Mio nonno materno è nato a Charkiv. Faceva l’ingegnere in una fabbrica di una industria alimentare a Čerkassy. Visto che ricopriva una carica importante poteva tranquillamente stare a casa però andò volontario al fronte nel 1943 e quasi immediatamente morì. Era una persona molto buona di quelle che muoiono sempre per prime. Mia madre non ha mai visto suo padre.
Mio padre prima di andare in pensione ha fatto l’interprete, anche quello militare: in Egitto, Yemen e a Damasco. È nato nel 1945 ed ora ha 76 anni. Dal 1979 al 1981 la nostra famiglia ha vissuto in Siria. Avevo pochi anni, sono nata nel 1973. Da allora Damasco, dopo Kyiv, è diventata per me la seconda città d’infanzia. Quella Damasco. Non questa di oggi. Mi sono sempre lamentata di avere una buona memoria malgrado che alcune cose fosse meglio non ricordarsele. Invece io me le ricordo: per esempio come esplode un palazzo di molti piani situato a due quartieri dalla nostra casa. Ancora ieri siamo andati a vedere un film e stamattina al suo posto c’è un informe cumulo di macerie.
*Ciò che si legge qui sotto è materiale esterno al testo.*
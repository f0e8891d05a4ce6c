//! Situation nodes and the typed, weighted relations between them.

use std::fmt;

use serde::{Deserialize, Serialize};

/// Orientation of a relation in the layered graph.
#[derive(Debug, Clone, Copy, PartialEq, Eq, Hash, Serialize, Deserialize)]
#[serde(rename_all = "snake_case")]
pub enum RelationKind {
    /// Cause to effect within a single layer.
    Horizontal,
    /// Parent to child across adjacent layers; the child is evidence
    /// for the parent.
    Vertical,
}

impl fmt::Display for RelationKind {
    fn fmt(&self, f: &mut fmt::Formatter<'_>) -> fmt::Result {
        match self {
            Self::Horizontal => write!(f, "H"),
            Self::Vertical => write!(f, "V"),
        }
    }
}

/// Logical composition of a relation's contribution to its target.
#[derive(Debug, Clone, Copy, PartialEq, Eq, Hash, Serialize, Deserialize)]
#[serde(rename_all = "snake_case")]
pub enum RelationLogic {
    /// The single determining influence.
    Sole,
    /// Conjunctive: all such influences must hold together.
    And,
    /// Disjunctive: any one such influence suffices.
    Or,
}

impl RelationLogic {
    /// Maps a model-file relation code. `1` is And, `2` is Or and any
    /// other value falls back to Sole.
    #[must_use]
    pub const fn from_code(code: i64) -> Self {
        match code {
            1 => Self::And,
            2 => Self::Or,
            _ => Self::Sole,
        }
    }
}

impl fmt::Display for RelationLogic {
    fn fmt(&self, f: &mut fmt::Formatter<'_>) -> fmt::Result {
        match self {
            Self::Sole => write!(f, "sole"),
            Self::And => write!(f, "and"),
            Self::Or => write!(f, "or"),
        }
    }
}

/// A directed, weighted edge between two situations.
#[derive(Debug, Clone, Copy, PartialEq, Serialize, Deserialize)]
pub struct SituationRelation {
    /// Source node id.
    pub src: i64,
    /// Destination node id.
    pub dest: i64,
    /// Intra-layer (H) or cross-layer (V).
    pub kind: RelationKind,
    /// How this edge composes with siblings targeting `dest`.
    pub logic: RelationLogic,
    /// Strength of the influence, in [0, 1].
    pub weight: f64,
}

impl fmt::Display for SituationRelation {
    fn fmt(&self, f: &mut fmt::Formatter<'_>) -> fmt::Result {
        write!(
            f,
            "relation {} -> {} ({}, {}, weight {})",
            self.src, self.dest, self.kind, self.logic, self.weight
        )
    }
}

/// A situation in the layered graph. Static after load.
#[derive(Debug, Clone, PartialEq, Serialize, Deserialize)]
pub struct SituationNode {
    /// Stable id from the model file.
    pub id: i64,
    /// Dense index used by the reachability matrix.
    pub index: u32,
    /// Belief threshold for triggering, in [0, 1].
    pub threshold: f64,
    /// Incoming horizontal causes, in declaration order.
    pub causes: Vec<i64>,
    /// Vertical children in the layer below, in declaration order.
    pub evidences: Vec<i64>,
}

impl fmt::Display for SituationNode {
    fn fmt(&self, f: &mut fmt::Formatter<'_>) -> fmt::Result {
        write!(
            f,
            "situation ({}): index {}, threshold {}, causes {:?}, evidences {:?}",
            self.id, self.index, self.threshold, self.causes, self.evidences
        )
    }
}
Conosco bene cosa vuol dire camminare per la città in cui ad ogni angolo c’è un uomo baffuto con un mitra in mano e la mamma portandoti a scuola ogni volta prende una strada diversa perché l’autobus lo possono far saltare in aria ed è meglio andare a piedi.
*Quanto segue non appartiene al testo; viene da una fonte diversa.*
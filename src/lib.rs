//! # situsync - Situation Synchronization for Digital Twins
//!
//! situsync is the reasoning core of a digital-twin synchronizer: it
//! consumes low-level sensor events from a physical process and decides,
//! at each time slice, which higher-level situations are occurring, so
//! that a co-running simulation can be driven by the same triggering
//! events.
//!
//! ## Core Concepts
//!
//! - **Situation Graph**: a layered, weighted causal graph loaded once
//!   from JSON; horizontal relations connect causes to effects within a
//!   layer, vertical relations connect parents to their evidence below
//! - **Situation Instance**: the dynamic state of one situation: trigger
//!   state, completed-triggering counter, belief, and lifetime
//! - **Reasoner**: the per-slice pipeline of belief propagation,
//!   backward and downward retrospection, state combination, Bayesian
//!   refinement, and decay
//! - **Operation Generator**: merges buffered operational events into
//!   causally ordered operation sets for the simulation side
//!
//! ## Usage
//!
//! ```rust,ignore
//! use situsync::{Synchronizer, SynchronizerConfig, TimeoutKind, SimTime};
//!
//! let model = situsync::graph::from_path("situation_graph.json")?;
//! let mut sync = Synchronizer::from_model(model, SynchronizerConfig::default());
//!
//! // host receive path
//! sync.ingest(event);
//!
//! // host timer path
//! if let Some(report) = sync.handle_timeout(TimeoutKind::SliceEvaluation, now) {
//!     emit(report.batches);
//! }
//! ```

#![warn(missing_docs)]
#![warn(clippy::all)]
#![warn(clippy::pedantic)]
#![allow(clippy::module_name_repetitions)]

pub mod bayes;
pub mod driver;
pub mod error;
pub mod evolution;
pub mod graph;
pub mod instance;
pub mod operations;
pub mod reasoner;
pub mod time;

// Re-export primary types at crate root for convenience
pub use bayes::BayesianEngine;
pub use driver::{CycleReport, Synchronizer, SynchronizerConfig, TimeoutKind, WireEvent};
pub use error::{
    GraphLoadError, InferenceWarning, SitusyncError, SitusyncResult, TopologyError,
};
pub use evolution::SituationEvolution;
pub use graph::node::{RelationKind, RelationLogic, SituationNode, SituationRelation};
pub use graph::{LoadedModel, SituationGraph};
pub use instance::{InstanceKind, InstanceState, SituationInstance};
pub use operations::{OperationGenerator, OperationalEvent, VirtualOperation};
pub use reasoner::SituationReasoner;
pub use time::SimTime;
Il 24 febbraio del 1970 i miei genitori si sono sposati. Da allora sono passati 52 anni.
Dal 24 febbraio del 2022 loro non potranno più considerare questo giorno come la loro piccola festa privata.
Ogni sera guardo i miei genitori, stando seduta in un piccolo pezzo del corridoio che una volta abbiamo “ritagliato” da quello lungo corridoio comune che porta verso l’ascensore. È tappezzato di poster di mostre artistiche e spettacoli teatrali. Vi era appeso uno specchio ovale che dovevamo togliere, c’è una lanterna magica e una scritta: “Vi saluta la bella Kyiv!”. Sto guardando i miei cari genitori e penso: avrebbero mai immaginato che avendo iniziato la loro vita subito dopo la Seconda guerra mondiale, dopo aver costruito il loro mondo in cui la guerra faceva una gran parte della loro vita, della vita dei loro genitori, nati all’inzio di quella Prima, che questo pezzo di corridoio sarebbe diventato per noi un rifugio durante le sirene; comprendere, che il nuovo mondo di nuovo viene creato dalla guerra solo che non sono le epoche che cambiano, ma il paradigma della nostra esistenza comune sulla Terra. In questo senso il XXI secolo è cominciato proprio il 24 febbraio 2022. In questo punto si sta concentrando tutta l’esperienza del secolo precedente, finisce la grande guerra civile che secondo me non è mai finita, se ne trae l’esperienza e si compie la comune redenzione dei peccati. Ha a che fare con la Legge e proprio per questo tutto ciò che sta accadendo ora è così crudele e insopportabile, così disumano e, sia letteralmente sia metaforicamente, è legato alla Morte. Alla Morte del Vecchio Mondo. Può darsi sia un po’ troppo esagerato ma lo sento proprio così, tremando dalle esplosioni lontane nell’angolo del nostro pezzo stretto del corridoio. Perché “l’unica terra dove edificare il mondo nuovo è quella su cui rovina il mondo vecchio: così ogni utopia cresce sulle macerie di un passato, ogni speranza inizia con una rinuncia, e ogni vita è il frutto di un lutto.”(1). E trovandosi nell’epicentro della grande tragedia che stiamo vivendo non solo noi ma anche il mondo intero, sto pensando che grazie a Dio abbiamo la fede, la speranza, l’amore e l’imperativo categorico di Kant.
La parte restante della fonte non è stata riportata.